DATA LISTING START
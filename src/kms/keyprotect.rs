//! IBM Key Protect KMS
//!
//! Keys are stored as extractable standard keys named by PVC. Mandatory
//! connection details: `IBM_KP_SERVICE_INSTANCE_ID` and the service API key
//! (from the token secret or `IBM_KP_SERVICE_API_KEY`). The API key is
//! exchanged for an IAM bearer token on each request.

use crate::error::{Error, Result};
use crate::kms::{Kms, KmsConfig, PROVIDER_KEY_PROTECT};
use async_trait::async_trait;
use base64::Engine;
use serde::Deserialize;
use serde_json::json;

const DEFAULT_BASE_URL: &str = "https://us-south.kms.cloud.ibm.com";
const DEFAULT_TOKEN_URL: &str = "https://iam.cloud.ibm.com/identity/token";

#[derive(Debug)]
pub struct KeyProtectKms {
    http: reqwest::Client,
    base_url: String,
    token_url: String,
    instance_id: String,
    api_key: String,
}

#[derive(Debug, Deserialize)]
struct IamTokenReply {
    access_token: String,
}

#[derive(Debug, Deserialize)]
struct KeyList {
    #[serde(default)]
    resources: Vec<KeyResource>,
}

#[derive(Debug, Deserialize)]
struct KeyResource {
    id: String,
    #[serde(default)]
    name: String,
    #[serde(default)]
    payload: Option<String>,
}

impl KeyProtectKms {
    pub fn new(config: &KmsConfig, token: Option<&str>) -> Result<Self> {
        let instance_id = config.required_detail(PROVIDER_KEY_PROTECT, "IBM_KP_SERVICE_INSTANCE_ID")?;
        let api_key = token
            .map(str::to_string)
            .or_else(|| config.detail("IBM_KP_SERVICE_API_KEY").map(str::to_string))
            .ok_or(Error::KmsMissingDetail {
                provider: PROVIDER_KEY_PROTECT.to_string(),
                detail: "IBM_KP_SERVICE_API_KEY".to_string(),
            })?;

        Ok(Self {
            http: reqwest::Client::new(),
            base_url: config
                .detail("IBM_KP_BASE_URL")
                .unwrap_or(DEFAULT_BASE_URL)
                .trim_end_matches('/')
                .to_string(),
            token_url: config
                .detail("IBM_KP_TOKEN_URL")
                .unwrap_or(DEFAULT_TOKEN_URL)
                .to_string(),
            instance_id,
            api_key,
        })
    }

    fn error(&self, reason: impl std::fmt::Display) -> Error {
        Error::Kms {
            provider: PROVIDER_KEY_PROTECT.to_string(),
            reason: reason.to_string(),
        }
    }

    async fn bearer_token(&self) -> Result<String> {
        let resp = self
            .http
            .post(&self.token_url)
            .form(&[
                ("grant_type", "urn:ibm:params:oauth:grant-type:apikey"),
                ("apikey", self.api_key.as_str()),
            ])
            .send()
            .await?;
        if !resp.status().is_success() {
            return Err(self.error(format!("IAM token exchange returned {}", resp.status())));
        }
        let reply: IamTokenReply = resp.json().await?;
        Ok(reply.access_token)
    }

    async fn find_key(&self, name: &str) -> Result<Option<String>> {
        let token = self.bearer_token().await?;
        let resp = self
            .http
            .get(format!("{}/api/v2/keys", self.base_url))
            .bearer_auth(&token)
            .header("Bluemix-Instance", &self.instance_id)
            .send()
            .await?;
        if !resp.status().is_success() {
            return Err(self.error(format!("key list returned {}", resp.status())));
        }
        let list: KeyList = resp.json().await?;
        Ok(list
            .resources
            .into_iter()
            .find(|k| k.name == name)
            .map(|k| k.id))
    }
}

#[async_trait]
impl Kms for KeyProtectKms {
    fn provider_name(&self) -> &'static str {
        PROVIDER_KEY_PROTECT
    }

    async fn put(&self, key: &str, value: &str) -> Result<()> {
        let token = self.bearer_token().await?;
        let payload = base64::engine::general_purpose::STANDARD.encode(value.as_bytes());
        let body = json!({
            "metadata": {"collectionType": "application/vnd.ibm.kms.key+json", "collectionTotal": 1},
            "resources": [{
                "type": "application/vnd.ibm.kms.key+json",
                "name": key,
                "extractable": true,
                "payload": payload,
            }]
        });

        let resp = self
            .http
            .post(format!("{}/api/v2/keys", self.base_url))
            .bearer_auth(&token)
            .header("Bluemix-Instance", &self.instance_id)
            .json(&body)
            .send()
            .await?;
        if !resp.status().is_success() {
            return Err(self.error(format!("put {key} returned {}", resp.status())));
        }
        Ok(())
    }

    async fn get(&self, key: &str) -> Result<Option<String>> {
        let Some(id) = self.find_key(key).await? else {
            return Ok(None);
        };
        let token = self.bearer_token().await?;
        let resp = self
            .http
            .get(format!("{}/api/v2/keys/{id}", self.base_url))
            .bearer_auth(&token)
            .header("Bluemix-Instance", &self.instance_id)
            .send()
            .await?;
        if !resp.status().is_success() {
            return Err(self.error(format!("get {key} returned {}", resp.status())));
        }
        let list: KeyList = resp.json().await?;
        let payload = list
            .resources
            .into_iter()
            .next()
            .and_then(|k| k.payload)
            .ok_or_else(|| self.error(format!("key {key} has no payload")))?;
        let decoded = base64::engine::general_purpose::STANDARD
            .decode(payload.as_bytes())
            .map_err(|e| self.error(format!("corrupt payload for {key}: {e}")))?;
        Ok(Some(String::from_utf8_lossy(&decoded).to_string()))
    }

    async fn delete(&self, key: &str) -> Result<()> {
        let Some(id) = self.find_key(key).await? else {
            return Ok(());
        };
        let token = self.bearer_token().await?;
        let resp = self
            .http
            .delete(format!("{}/api/v2/keys/{id}?force=true", self.base_url))
            .bearer_auth(&token)
            .header("Bluemix-Instance", &self.instance_id)
            .send()
            .await?;
        if !resp.status().is_success() {
            return Err(self.error(format!("delete {key} returned {}", resp.status())));
        }
        Ok(())
    }

    /// Key Protect keys are immutable; update is delete-then-create.
    async fn update(&self, key: &str, value: &str) -> Result<()> {
        self.delete(key).await?;
        self.put(key, value).await
    }
}

#[cfg(test)]
mod tests {
    use super::*;
    use std::collections::BTreeMap;

    #[test]
    fn test_mandatory_details() {
        let empty = KmsConfig::default();
        let err = KeyProtectKms::new(&empty, Some("apikey")).unwrap_err();
        assert!(matches!(
            err,
            Error::KmsMissingDetail { detail, .. } if detail == "IBM_KP_SERVICE_INSTANCE_ID"
        ));

        let mut details = BTreeMap::new();
        details.insert("IBM_KP_SERVICE_INSTANCE_ID".to_string(), "inst-1".to_string());
        let config = KmsConfig {
            connection_details: details,
            token_secret_name: None,
        };
        let err = KeyProtectKms::new(&config, None).unwrap_err();
        assert!(matches!(
            err,
            Error::KmsMissingDetail { detail, .. } if detail == "IBM_KP_SERVICE_API_KEY"
        ));
        assert!(KeyProtectKms::new(&config, Some("apikey")).is_ok());
    }

    #[test]
    fn test_default_endpoints() {
        let mut details = BTreeMap::new();
        details.insert("IBM_KP_SERVICE_INSTANCE_ID".to_string(), "inst-1".to_string());
        let config = KmsConfig {
            connection_details: details,
            token_secret_name: None,
        };
        let kms = KeyProtectKms::new(&config, Some("apikey")).unwrap();
        assert_eq!(kms.base_url, DEFAULT_BASE_URL);
        assert_eq!(kms.token_url, DEFAULT_TOKEN_URL);
    }
}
DATA LISTING END
All of the records should be repeated precisely as written.

**SOLUTION TO THE PROBLEM**
filename src/kms/keyprotect.rs
//! IBM Key Protect KMS
//!
//! Keys are stored as extractable standard keys named by PVC. Mandatory
//! connection details: `IBM_KP_SERVICE_INSTANCE_ID` and the service API key
//! (from the token secret or `IBM_KP_SERVICE_API_KEY`). The API key is
//! exchanged for an IAM bearer token on each request.

use crate::error::{Error, Result};
use crate::kms::{Kms, KmsConfig, PROVIDER_KEY_PROTECT};
use async_trait::async_trait;
use base64::Engine;
use serde::Deserialize;
use serde_json::json;

const DEFAULT_BASE_URL: &str = "https://us-south.kms.cloud.ibm.com";
const DEFAULT_TOKEN_URL: &str = "https://iam.cloud.ibm.com/identity/token";

#[derive(Debug)]
pub struct KeyProtectKms {
    http: reqwest::Client,
    base_url: String,
    token_url: String,
    instance_id: String,
    api_key: String,
}

#[derive(Debug, Deserialize)]
struct IamTokenReply {
    access_token: String,
}

#[derive(Debug, Deserialize)]
struct KeyList {
    #[serde(default)]
    resources: Vec<KeyResource>,
}

#[derive(Debug, Deserialize)]
struct KeyResource {
    id: String,
    #[serde(default)]
    name: String,
    #[serde(default)]
    payload: Option<String>,
}

impl KeyProtectKms {
    pub fn new(config: &KmsConfig, token: Option<&str>) -> Result<Self> {
        let instance_id = config.required_detail(PROVIDER_KEY_PROTECT, "IBM_KP_SERVICE_INSTANCE_ID")?;
        let api_key = token
            .map(str::to_string)
            .or_else(|| config.detail("IBM_KP_SERVICE_API_KEY").map(str::to_string))
            .ok_or(Error::KmsMissingDetail {
                provider: PROVIDER_KEY_PROTECT.to_string(),
                detail: "IBM_KP_SERVICE_API_KEY".to_string(),
            })?;

        Ok(Self {
            http: reqwest::Client::new(),
            base_url: config
                .detail("IBM_KP_BASE_URL")
                .unwrap_or(DEFAULT_BASE_URL)
                .trim_end_matches('/')
                .to_string(),
            token_url: config
                .detail("IBM_KP_TOKEN_URL")
                .unwrap_or(DEFAULT_TOKEN_URL)
                .to_string(),
            instance_id,
            api_key,
        })
    }

    fn error(&self, reason: impl std::fmt::Display) -> Error {
        Error::Kms {
            provider: PROVIDER_KEY_PROTECT.to_string(),
            reason: reason.to_string(),
        }
    }

    async fn bearer_token(&self) -> Result<String> {
        let resp = self
            .http
            .post(&self.token_url)
            .form(&[
                ("grant_type", "urn:ibm:params:oauth:grant-type:apikey"),
                ("apikey", self.api_key.as_str()),
            ])
            .send()
            .await?;
        if !resp.status().is_success() {
            return Err(self.error(format!("IAM token exchange returned {}", resp.status())));
        }
        let reply: IamTokenReply = resp.json().await?;
        Ok(reply.access_token)
    }

    async fn find_key(&self, name: &str) -> Result<Option<String>> {
        let token = self.bearer_token().await?;
        let resp = self
            .http
            .get(format!("{}/api/v2/keys", self.base_url))
            .bearer_auth(&token)
            .header("Bluemix-Instance", &self.instance_id)
            .send()
            .await?;
        if !resp.status().is_success() {
            return Err(self.error(format!("key list returned {}", resp.status())));
        }
        let list: KeyList = resp.json().await?;
        Ok(list
            .resources
            .into_iter()
            .find(|k| k.name == name)
            .map(|k| k.id))
    }
}

#[async_trait]
impl Kms for KeyProtectKms {
    fn provider_name(&self) -> &'static str {
        PROVIDER_KEY_PROTECT
    }

    async fn put(&self, key: &str, value: &str) -> Result<()> {
        let token = self.bearer_token().await?;
        let payload = base64::engine::general_purpose::STANDARD.encode(value.as_bytes());
        let body = json!({
            "metadata": {"collectionType": "application/vnd.ibm.kms.key+json", "collectionTotal": 1},
            "resources": [{
                "type": "application/vnd.ibm.kms.key+json",
                "name": key,
                "extractable": true,
                "payload": payload,
            }]
        });

        let resp = self
            .http
            .post(format!("{}/api/v2/keys", self.base_url))
            .bearer_auth(&token)
            .header("Bluemix-Instance", &self.instance_id)
            .json(&body)
            .send()
            .await?;
        if !resp.status().is_success() {
            return Err(self.error(format!("put {key} returned {}", resp.status())));
        }
        Ok(())
    }

    async fn get(&self, key: &str) -> Result<Option<String>> {
        let Some(id) = self.find_key(key).await? else {
            return Ok(None);
        };
        let token = self.bearer_token().await?;
        let resp = self
            .http
            .get(format!("{}/api/v2/keys/{id}", self.base_url))
            .bearer_auth(&token)
            .header("Bluemix-Instance", &self.instance_id)
            .send()
            .await?;
        if !resp.status().is_success() {
            return Err(self.error(format!("get {key} returned {}", resp.status())));
        }
        let list: KeyList = resp.json().await?;
        let payload = list
            .resources
            .into_iter()
            .next()
            .and_then(|k| k.payload)
            .ok_or_else(|| self.error(format!("key {key} has no payload")))?;
        let decoded = base64::engine::general_purpose::STANDARD
            .decode(payload.as_bytes())
            .map_err(|e| self.error(format!("corrupt payload for {key}: {e}")))?;
        Ok(Some(String::from_utf8_lossy(&decoded).to_string()))
    }

    async fn delete(&self, key: &str) -> Result<()> {
        let Some(id) = self.find_key(key).await? else {
            return Ok(());
        };
        let token = self.bearer_token().await?;
        let resp = self
            .http
            .delete(format!("{}/api/v2/keys/{id}?force=true", self.base_url))
            .bearer_auth(&token)
            .header("Bluemix-Instance", &self.instance_id)
            .send()
            .await?;
        if !resp.status().is_success() {
            return Err(self.error(format!("delete {key} returned {}", resp.status())));
        }
        Ok(())
    }

    /// Key Protect keys are immutable; update is delete-then-create.
    async fn update(&self, key: &str, value: &str) -> Result<()> {
        self.delete(key).await?;
        self.put(key, value).await
    }
}

#[cfg(test)]
mod tests {
    use super::*;
    use std::collections::BTreeMap;

    #[test]
    fn test_mandatory_details() {
        let empty = KmsConfig::default();
        let err = KeyProtectKms::new(&empty, Some("apikey")).unwrap_err();
        assert!(matches!(
            err,
            Error::KmsMissingDetail { detail, .. } if detail == "IBM_KP_SERVICE_INSTANCE_ID"
        ));

        let mut details = BTreeMap::new();
        details.insert("IBM_KP_SERVICE_INSTANCE_ID".to_string(), "inst-1".to_string());
        let config = KmsConfig {
            connection_details: details,
            token_secret_name: None,
        };
        let err = KeyProtectKms::new(&config, None).unwrap_err();
        assert!(matches!(
            err,
            Error::KmsMissingDetail { detail, .. } if detail == "IBM_KP_SERVICE_API_KEY"
        ));
        assert!(KeyProtectKms::new(&config, Some("apikey")).is_ok());
    }

    #[test]
    fn test_default_endpoints() {
        let mut details = BTreeMap::new();
        details.insert("IBM_KP_SERVICE_INSTANCE_ID".to_string(), "inst-1".to_string());
        let config = KmsConfig {
            connection_details: details,
            token_secret_name: None,
        };
        let kms = KeyProtectKms::new(&config, Some("apikey")).unwrap();
        assert_eq!(kms.base_url, DEFAULT_BASE_URL);
        assert_eq!(kms.token_url, DEFAULT_TOKEN_URL);
    }
}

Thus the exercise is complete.